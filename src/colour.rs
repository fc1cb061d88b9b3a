use std::fmt;
use std::str::FromStr;

/// An RGB colour with 8 bits per channel.
///
/// Colours take part in resource identity (pens and brushes are keyed by them), so
/// they are stored as integers rather than floats.
#[derive(Copy, Clone, PartialEq, Eq, Hash, Debug, Default)]
pub struct Colour {
    pub r: u8,
    pub g: u8,
    pub b: u8,
}

impl Colour {
    /// Create a new colour in the RGB space. r, g, and b range from 0 to 255
    pub const fn new_rgb_bytes(r: u8, g: u8, b: u8) -> Colour {
        Colour { r, g, b }
    }

    /// Parse a hexadecimal `RRGGBB` value. A leading `#` or `0x` is accepted, and
    /// shorter values are zero-extended on the left (`ff` is pure blue).
    pub fn from_hex(text: &str) -> Result<Colour, String> {
        let text = text.trim();
        let digits = text
            .strip_prefix('#')
            .or_else(|| text.strip_prefix("0x"))
            .or_else(|| text.strip_prefix("0X"))
            .unwrap_or(text);

        if digits.is_empty() || digits.len() > 6 || !digits.chars().all(|c| c.is_ascii_hexdigit()) {
            return Err(format!("'{text}' is not a hexadecimal RRGGBB colour"));
        }

        let value = u32::from_str_radix(digits, 16).map_err(|e| e.to_string())?;
        Ok(Colour {
            r: (value >> 16) as u8,
            g: (value >> 8) as u8,
            b: value as u8,
        })
    }

    /// The colour's components scaled to the 0.0..=1.0 range PDF operators expect
    pub fn components(&self) -> (f32, f32, f32) {
        (
            self.r as f32 / 255.0,
            self.g as f32 / 255.0,
            self.b as f32 / 255.0,
        )
    }
}

impl FromStr for Colour {
    type Err = String;

    fn from_str(s: &str) -> Result<Self, Self::Err> {
        Colour::from_hex(s)
    }
}

impl fmt::Display for Colour {
    fn fmt(&self, f: &mut fmt::Formatter<'_>) -> fmt::Result {
        write!(f, "#{:02X}{:02X}{:02X}", self.r, self.g, self.b)
    }
}

impl From<(u8, u8, u8)> for Colour {
    fn from(c: (u8, u8, u8)) -> Self {
        Colour::new_rgb_bytes(c.0, c.1, c.2)
    }
}

/// A list of pre-defined colour constants
pub mod colours {
    use super::*;

    pub const BLACK: Colour = Colour::new_rgb_bytes(0, 0, 0);
    pub const WHITE: Colour = Colour::new_rgb_bytes(255, 255, 255);
    pub const RED: Colour = Colour::new_rgb_bytes(255, 0, 0);
    pub const GREEN: Colour = Colour::new_rgb_bytes(0, 255, 0);
    pub const BLUE: Colour = Colour::new_rgb_bytes(0, 0, 255);
}

#[cfg(test)]
mod test {
    use super::*;

    #[test]
    fn parses_hex() {
        assert_eq!(Colour::from_hex("FF8000"), Ok(Colour::new_rgb_bytes(255, 128, 0)));
        assert_eq!(Colour::from_hex("#00ff00"), Ok(colours::GREEN));
        assert_eq!(Colour::from_hex("0x0000FF"), Ok(colours::BLUE));
        assert_eq!(Colour::from_hex("ff"), Ok(colours::BLUE));
    }

    #[test]
    fn rejects_bad_hex() {
        assert!(Colour::from_hex("").is_err());
        assert!(Colour::from_hex("1234567").is_err());
        assert!(Colour::from_hex("red").is_err());
        assert!(Colour::from_hex("-1").is_err());
    }

    #[test]
    fn displays_as_hex() {
        assert_eq!(Colour::new_rgb_bytes(1, 2, 255).to_string(), "#0102FF");
    }
}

### THE TASK
In the listing, return each line containing the string "range".

### TASK SOLUTION
    /// Create a new colour in the RGB space. r, g, and b range from 0 to 255
    /// The colour's components scaled to the 0.0..=1.0 range PDF operators expect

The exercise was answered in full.